Records to use Block Start
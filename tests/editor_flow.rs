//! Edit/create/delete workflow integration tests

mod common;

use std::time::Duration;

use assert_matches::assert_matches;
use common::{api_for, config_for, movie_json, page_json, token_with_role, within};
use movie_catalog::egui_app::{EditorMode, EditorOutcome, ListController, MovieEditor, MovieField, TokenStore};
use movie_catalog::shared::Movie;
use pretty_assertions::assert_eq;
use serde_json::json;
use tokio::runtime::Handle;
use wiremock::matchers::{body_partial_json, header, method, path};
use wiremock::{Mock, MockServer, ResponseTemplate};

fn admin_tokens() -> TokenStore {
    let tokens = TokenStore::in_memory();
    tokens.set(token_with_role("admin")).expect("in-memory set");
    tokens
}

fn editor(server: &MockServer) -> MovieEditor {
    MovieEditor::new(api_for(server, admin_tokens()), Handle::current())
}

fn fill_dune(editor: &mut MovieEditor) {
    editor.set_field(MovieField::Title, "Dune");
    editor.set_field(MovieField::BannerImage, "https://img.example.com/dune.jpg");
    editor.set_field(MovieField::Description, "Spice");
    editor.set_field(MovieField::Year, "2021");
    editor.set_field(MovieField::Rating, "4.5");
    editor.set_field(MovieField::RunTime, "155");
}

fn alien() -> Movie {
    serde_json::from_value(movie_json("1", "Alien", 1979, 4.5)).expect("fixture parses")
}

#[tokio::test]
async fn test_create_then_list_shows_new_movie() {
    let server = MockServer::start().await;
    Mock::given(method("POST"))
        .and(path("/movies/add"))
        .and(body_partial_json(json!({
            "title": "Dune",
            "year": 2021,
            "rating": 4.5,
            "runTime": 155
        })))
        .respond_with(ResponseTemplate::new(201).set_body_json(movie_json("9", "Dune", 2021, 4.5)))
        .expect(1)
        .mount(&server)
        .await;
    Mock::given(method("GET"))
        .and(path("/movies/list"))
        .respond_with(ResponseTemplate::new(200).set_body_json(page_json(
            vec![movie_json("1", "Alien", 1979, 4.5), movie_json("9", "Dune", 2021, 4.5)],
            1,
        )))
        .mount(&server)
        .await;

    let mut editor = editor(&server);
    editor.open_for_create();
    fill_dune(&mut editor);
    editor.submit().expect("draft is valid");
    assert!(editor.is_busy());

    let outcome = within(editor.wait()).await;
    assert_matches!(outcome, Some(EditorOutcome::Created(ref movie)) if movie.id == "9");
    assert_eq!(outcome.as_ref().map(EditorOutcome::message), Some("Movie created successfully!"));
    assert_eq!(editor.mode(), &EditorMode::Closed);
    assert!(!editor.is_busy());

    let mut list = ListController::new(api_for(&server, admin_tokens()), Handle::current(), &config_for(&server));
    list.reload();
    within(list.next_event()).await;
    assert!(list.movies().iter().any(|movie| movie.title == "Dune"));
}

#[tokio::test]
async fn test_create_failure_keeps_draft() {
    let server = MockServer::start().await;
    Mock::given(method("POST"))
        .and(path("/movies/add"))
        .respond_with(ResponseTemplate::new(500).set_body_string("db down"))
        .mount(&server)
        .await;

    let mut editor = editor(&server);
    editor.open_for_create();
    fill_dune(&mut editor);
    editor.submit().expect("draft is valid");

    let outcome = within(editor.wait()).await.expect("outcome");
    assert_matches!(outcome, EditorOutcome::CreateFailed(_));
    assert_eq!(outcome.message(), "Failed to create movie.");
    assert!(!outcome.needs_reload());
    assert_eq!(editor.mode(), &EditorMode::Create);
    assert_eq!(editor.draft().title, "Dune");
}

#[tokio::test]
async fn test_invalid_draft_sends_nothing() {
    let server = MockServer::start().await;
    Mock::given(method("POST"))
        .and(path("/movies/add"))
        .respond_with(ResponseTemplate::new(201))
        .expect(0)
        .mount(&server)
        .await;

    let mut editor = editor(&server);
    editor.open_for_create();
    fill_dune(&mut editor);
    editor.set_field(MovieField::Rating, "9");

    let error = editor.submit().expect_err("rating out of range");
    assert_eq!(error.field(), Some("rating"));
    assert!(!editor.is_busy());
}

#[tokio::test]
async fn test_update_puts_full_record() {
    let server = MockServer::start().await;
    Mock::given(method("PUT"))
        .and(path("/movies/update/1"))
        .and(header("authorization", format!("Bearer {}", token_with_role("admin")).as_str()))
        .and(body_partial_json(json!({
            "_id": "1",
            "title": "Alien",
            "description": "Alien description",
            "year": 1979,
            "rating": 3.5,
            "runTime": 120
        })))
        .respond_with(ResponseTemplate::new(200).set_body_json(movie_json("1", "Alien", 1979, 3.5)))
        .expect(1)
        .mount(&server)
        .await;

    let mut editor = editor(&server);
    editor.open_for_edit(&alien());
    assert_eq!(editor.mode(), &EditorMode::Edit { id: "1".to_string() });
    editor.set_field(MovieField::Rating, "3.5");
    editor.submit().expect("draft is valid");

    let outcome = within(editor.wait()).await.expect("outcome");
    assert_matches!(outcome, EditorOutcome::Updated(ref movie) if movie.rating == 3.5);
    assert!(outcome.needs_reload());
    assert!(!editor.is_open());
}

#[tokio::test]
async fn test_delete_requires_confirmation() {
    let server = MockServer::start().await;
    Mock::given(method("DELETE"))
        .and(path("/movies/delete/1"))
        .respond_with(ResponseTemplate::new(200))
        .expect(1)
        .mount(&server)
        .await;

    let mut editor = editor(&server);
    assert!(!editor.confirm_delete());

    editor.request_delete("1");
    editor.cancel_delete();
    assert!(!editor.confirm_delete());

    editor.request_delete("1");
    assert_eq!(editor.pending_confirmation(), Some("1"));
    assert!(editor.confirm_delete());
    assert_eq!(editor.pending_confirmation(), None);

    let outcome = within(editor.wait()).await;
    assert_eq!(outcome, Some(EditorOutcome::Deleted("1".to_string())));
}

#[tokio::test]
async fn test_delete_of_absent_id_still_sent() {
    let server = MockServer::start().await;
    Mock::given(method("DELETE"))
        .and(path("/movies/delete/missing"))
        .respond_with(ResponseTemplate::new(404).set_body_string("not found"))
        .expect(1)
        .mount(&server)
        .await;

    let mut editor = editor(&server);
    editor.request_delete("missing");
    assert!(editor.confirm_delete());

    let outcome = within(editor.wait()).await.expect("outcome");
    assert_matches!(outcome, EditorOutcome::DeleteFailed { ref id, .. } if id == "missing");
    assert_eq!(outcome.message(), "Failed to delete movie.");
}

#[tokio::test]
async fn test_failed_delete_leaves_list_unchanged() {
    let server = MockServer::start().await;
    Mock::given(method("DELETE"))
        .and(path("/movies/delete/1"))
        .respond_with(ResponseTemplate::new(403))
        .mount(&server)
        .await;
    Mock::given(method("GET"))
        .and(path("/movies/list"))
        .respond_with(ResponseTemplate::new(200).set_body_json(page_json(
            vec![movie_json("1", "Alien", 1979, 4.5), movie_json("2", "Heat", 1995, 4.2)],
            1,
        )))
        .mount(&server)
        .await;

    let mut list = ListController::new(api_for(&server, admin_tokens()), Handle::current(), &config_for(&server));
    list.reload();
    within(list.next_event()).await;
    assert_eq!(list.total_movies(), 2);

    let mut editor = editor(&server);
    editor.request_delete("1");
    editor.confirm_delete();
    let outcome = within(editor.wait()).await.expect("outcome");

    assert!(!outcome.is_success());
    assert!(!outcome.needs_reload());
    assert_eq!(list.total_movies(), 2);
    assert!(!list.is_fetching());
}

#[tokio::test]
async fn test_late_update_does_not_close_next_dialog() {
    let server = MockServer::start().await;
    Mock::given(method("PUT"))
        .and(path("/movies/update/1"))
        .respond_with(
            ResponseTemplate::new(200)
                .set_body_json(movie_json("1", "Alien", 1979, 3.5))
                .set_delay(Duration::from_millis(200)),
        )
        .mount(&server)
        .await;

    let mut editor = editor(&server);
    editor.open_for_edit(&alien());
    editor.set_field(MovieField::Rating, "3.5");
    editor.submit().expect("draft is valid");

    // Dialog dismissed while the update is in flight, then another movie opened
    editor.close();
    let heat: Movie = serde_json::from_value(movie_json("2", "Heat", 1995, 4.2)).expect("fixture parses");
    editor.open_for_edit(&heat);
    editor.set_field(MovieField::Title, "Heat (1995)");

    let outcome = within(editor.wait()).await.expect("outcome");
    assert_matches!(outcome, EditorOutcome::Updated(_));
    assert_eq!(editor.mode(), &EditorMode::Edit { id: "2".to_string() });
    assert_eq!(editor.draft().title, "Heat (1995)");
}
Records to use Block End
Task to carry out:
Go line by line through the data above and count those holding "Updated"; report the number alone.

Solution for this task:
2